PROBLEM DETAILS:
When you write out the entries, keep every line exactly as it appears.

INPUT RECORDS:
────────────────

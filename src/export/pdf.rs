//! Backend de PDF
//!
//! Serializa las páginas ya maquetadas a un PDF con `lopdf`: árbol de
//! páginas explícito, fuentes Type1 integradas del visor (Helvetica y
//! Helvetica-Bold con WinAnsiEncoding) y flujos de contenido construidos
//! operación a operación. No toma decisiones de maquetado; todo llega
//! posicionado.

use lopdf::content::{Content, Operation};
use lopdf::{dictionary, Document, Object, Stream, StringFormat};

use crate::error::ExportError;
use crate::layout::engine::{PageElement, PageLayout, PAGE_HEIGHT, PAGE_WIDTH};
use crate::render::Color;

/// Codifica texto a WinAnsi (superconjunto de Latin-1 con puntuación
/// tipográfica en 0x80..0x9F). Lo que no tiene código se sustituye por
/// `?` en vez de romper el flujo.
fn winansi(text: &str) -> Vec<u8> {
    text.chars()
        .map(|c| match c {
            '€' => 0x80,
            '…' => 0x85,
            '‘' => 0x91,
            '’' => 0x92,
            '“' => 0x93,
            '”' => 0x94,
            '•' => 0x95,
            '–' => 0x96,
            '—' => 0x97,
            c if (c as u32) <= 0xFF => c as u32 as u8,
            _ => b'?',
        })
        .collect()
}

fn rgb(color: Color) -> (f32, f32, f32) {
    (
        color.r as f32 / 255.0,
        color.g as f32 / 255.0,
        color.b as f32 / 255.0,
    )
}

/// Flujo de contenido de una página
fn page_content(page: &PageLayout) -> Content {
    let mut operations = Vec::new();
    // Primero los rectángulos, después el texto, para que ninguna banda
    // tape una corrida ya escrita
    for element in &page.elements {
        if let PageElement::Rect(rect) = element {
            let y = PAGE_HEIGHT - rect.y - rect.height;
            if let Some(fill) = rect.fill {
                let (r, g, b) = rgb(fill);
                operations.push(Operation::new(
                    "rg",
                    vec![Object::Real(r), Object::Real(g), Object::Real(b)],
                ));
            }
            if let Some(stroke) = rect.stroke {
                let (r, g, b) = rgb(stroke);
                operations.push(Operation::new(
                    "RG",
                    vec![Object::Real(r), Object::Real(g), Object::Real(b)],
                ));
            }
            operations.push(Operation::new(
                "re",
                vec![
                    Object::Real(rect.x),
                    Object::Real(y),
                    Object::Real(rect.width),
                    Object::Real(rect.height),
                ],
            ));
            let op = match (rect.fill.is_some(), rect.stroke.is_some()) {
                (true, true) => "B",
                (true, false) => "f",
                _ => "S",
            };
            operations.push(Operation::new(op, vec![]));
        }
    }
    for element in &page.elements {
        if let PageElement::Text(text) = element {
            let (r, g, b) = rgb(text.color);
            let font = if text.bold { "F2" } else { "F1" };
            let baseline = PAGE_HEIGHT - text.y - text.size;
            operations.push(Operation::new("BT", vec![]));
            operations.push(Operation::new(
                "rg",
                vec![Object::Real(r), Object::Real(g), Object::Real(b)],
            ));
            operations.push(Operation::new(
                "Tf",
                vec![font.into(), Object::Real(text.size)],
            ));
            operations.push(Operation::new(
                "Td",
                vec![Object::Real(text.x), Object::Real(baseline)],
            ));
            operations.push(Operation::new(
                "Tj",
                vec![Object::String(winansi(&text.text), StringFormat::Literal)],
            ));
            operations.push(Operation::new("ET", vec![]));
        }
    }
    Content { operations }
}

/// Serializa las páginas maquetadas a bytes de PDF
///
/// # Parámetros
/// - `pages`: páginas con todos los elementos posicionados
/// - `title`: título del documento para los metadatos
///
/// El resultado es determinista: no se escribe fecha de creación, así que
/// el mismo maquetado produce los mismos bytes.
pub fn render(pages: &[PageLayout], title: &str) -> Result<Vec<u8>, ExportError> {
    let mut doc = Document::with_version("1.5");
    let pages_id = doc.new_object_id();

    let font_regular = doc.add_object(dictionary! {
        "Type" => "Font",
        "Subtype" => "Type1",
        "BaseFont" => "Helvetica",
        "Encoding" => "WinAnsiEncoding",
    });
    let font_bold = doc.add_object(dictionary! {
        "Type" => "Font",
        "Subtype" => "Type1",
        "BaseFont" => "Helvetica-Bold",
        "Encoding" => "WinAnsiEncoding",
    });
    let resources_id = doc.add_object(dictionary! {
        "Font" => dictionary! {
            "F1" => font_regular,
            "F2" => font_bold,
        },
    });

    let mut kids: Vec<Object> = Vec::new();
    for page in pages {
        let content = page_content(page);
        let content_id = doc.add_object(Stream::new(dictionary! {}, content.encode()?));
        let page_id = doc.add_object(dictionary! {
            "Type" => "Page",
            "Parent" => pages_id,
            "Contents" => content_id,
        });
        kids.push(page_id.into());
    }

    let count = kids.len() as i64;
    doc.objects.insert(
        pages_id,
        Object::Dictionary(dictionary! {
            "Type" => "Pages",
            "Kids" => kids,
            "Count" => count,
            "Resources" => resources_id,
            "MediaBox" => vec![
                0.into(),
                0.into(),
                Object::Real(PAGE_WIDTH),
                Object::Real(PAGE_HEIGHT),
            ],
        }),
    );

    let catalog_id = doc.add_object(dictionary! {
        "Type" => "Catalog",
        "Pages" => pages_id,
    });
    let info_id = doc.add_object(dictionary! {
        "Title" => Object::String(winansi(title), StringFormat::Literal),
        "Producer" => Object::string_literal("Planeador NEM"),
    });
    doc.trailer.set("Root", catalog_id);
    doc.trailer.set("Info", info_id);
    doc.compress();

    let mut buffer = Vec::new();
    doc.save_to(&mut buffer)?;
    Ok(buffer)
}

────────────────

EXERCISE OUTPUT:
filename src/export/pdf.rs
//! Backend de PDF
//!
//! Serializa las páginas ya maquetadas a un PDF con `lopdf`: árbol de
//! páginas explícito, fuentes Type1 integradas del visor (Helvetica y
//! Helvetica-Bold con WinAnsiEncoding) y flujos de contenido construidos
//! operación a operación. No toma decisiones de maquetado; todo llega
//! posicionado.

use lopdf::content::{Content, Operation};
use lopdf::{dictionary, Document, Object, Stream, StringFormat};

use crate::error::ExportError;
use crate::layout::engine::{PageElement, PageLayout, PAGE_HEIGHT, PAGE_WIDTH};
use crate::render::Color;

/// Codifica texto a WinAnsi (superconjunto de Latin-1 con puntuación
/// tipográfica en 0x80..0x9F). Lo que no tiene código se sustituye por
/// `?` en vez de romper el flujo.
fn winansi(text: &str) -> Vec<u8> {
    text.chars()
        .map(|c| match c {
            '€' => 0x80,
            '…' => 0x85,
            '‘' => 0x91,
            '’' => 0x92,
            '“' => 0x93,
            '”' => 0x94,
            '•' => 0x95,
            '–' => 0x96,
            '—' => 0x97,
            c if (c as u32) <= 0xFF => c as u32 as u8,
            _ => b'?',
        })
        .collect()
}

fn rgb(color: Color) -> (f32, f32, f32) {
    (
        color.r as f32 / 255.0,
        color.g as f32 / 255.0,
        color.b as f32 / 255.0,
    )
}

/// Flujo de contenido de una página
fn page_content(page: &PageLayout) -> Content {
    let mut operations = Vec::new();
    // Primero los rectángulos, después el texto, para que ninguna banda
    // tape una corrida ya escrita
    for element in &page.elements {
        if let PageElement::Rect(rect) = element {
            let y = PAGE_HEIGHT - rect.y - rect.height;
            if let Some(fill) = rect.fill {
                let (r, g, b) = rgb(fill);
                operations.push(Operation::new(
                    "rg",
                    vec![Object::Real(r), Object::Real(g), Object::Real(b)],
                ));
            }
            if let Some(stroke) = rect.stroke {
                let (r, g, b) = rgb(stroke);
                operations.push(Operation::new(
                    "RG",
                    vec![Object::Real(r), Object::Real(g), Object::Real(b)],
                ));
            }
            operations.push(Operation::new(
                "re",
                vec![
                    Object::Real(rect.x),
                    Object::Real(y),
                    Object::Real(rect.width),
                    Object::Real(rect.height),
                ],
            ));
            let op = match (rect.fill.is_some(), rect.stroke.is_some()) {
                (true, true) => "B",
                (true, false) => "f",
                _ => "S",
            };
            operations.push(Operation::new(op, vec![]));
        }
    }
    for element in &page.elements {
        if let PageElement::Text(text) = element {
            let (r, g, b) = rgb(text.color);
            let font = if text.bold { "F2" } else { "F1" };
            let baseline = PAGE_HEIGHT - text.y - text.size;
            operations.push(Operation::new("BT", vec![]));
            operations.push(Operation::new(
                "rg",
                vec![Object::Real(r), Object::Real(g), Object::Real(b)],
            ));
            operations.push(Operation::new(
                "Tf",
                vec![font.into(), Object::Real(text.size)],
            ));
            operations.push(Operation::new(
                "Td",
                vec![Object::Real(text.x), Object::Real(baseline)],
            ));
            operations.push(Operation::new(
                "Tj",
                vec![Object::String(winansi(&text.text), StringFormat::Literal)],
            ));
            operations.push(Operation::new("ET", vec![]));
        }
    }
    Content { operations }
}

/// Serializa las páginas maquetadas a bytes de PDF
///
/// # Parámetros
/// - `pages`: páginas con todos los elementos posicionados
/// - `title`: título del documento para los metadatos
///
/// El resultado es determinista: no se escribe fecha de creación, así que
/// el mismo maquetado produce los mismos bytes.
pub fn render(pages: &[PageLayout], title: &str) -> Result<Vec<u8>, ExportError> {
    let mut doc = Document::with_version("1.5");
    let pages_id = doc.new_object_id();

    let font_regular = doc.add_object(dictionary! {
        "Type" => "Font",
        "Subtype" => "Type1",
        "BaseFont" => "Helvetica",
        "Encoding" => "WinAnsiEncoding",
    });
    let font_bold = doc.add_object(dictionary! {
        "Type" => "Font",
        "Subtype" => "Type1",
        "BaseFont" => "Helvetica-Bold",
        "Encoding" => "WinAnsiEncoding",
    });
    let resources_id = doc.add_object(dictionary! {
        "Font" => dictionary! {
            "F1" => font_regular,
            "F2" => font_bold,
        },
    });

    let mut kids: Vec<Object> = Vec::new();
    for page in pages {
        let content = page_content(page);
        let content_id = doc.add_object(Stream::new(dictionary! {}, content.encode()?));
        let page_id = doc.add_object(dictionary! {
            "Type" => "Page",
            "Parent" => pages_id,
            "Contents" => content_id,
        });
        kids.push(page_id.into());
    }

    let count = kids.len() as i64;
    doc.objects.insert(
        pages_id,
        Object::Dictionary(dictionary! {
            "Type" => "Pages",
            "Kids" => kids,
            "Count" => count,
            "Resources" => resources_id,
            "MediaBox" => vec![
                0.into(),
                0.into(),
                Object::Real(PAGE_WIDTH),
                Object::Real(PAGE_HEIGHT),
            ],
        }),
    );

    let catalog_id = doc.add_object(dictionary! {
        "Type" => "Catalog",
        "Pages" => pages_id,
    });
    let info_id = doc.add_object(dictionary! {
        "Title" => Object::String(winansi(title), StringFormat::Literal),
        "Producer" => Object::string_literal("Planeador NEM"),
    });
    doc.trailer.set("Root", catalog_id);
    doc.trailer.set("Info", info_id);
    doc.compress();

    let mut buffer = Vec::new();
    doc.save_to(&mut buffer)?;
    Ok(buffer)
}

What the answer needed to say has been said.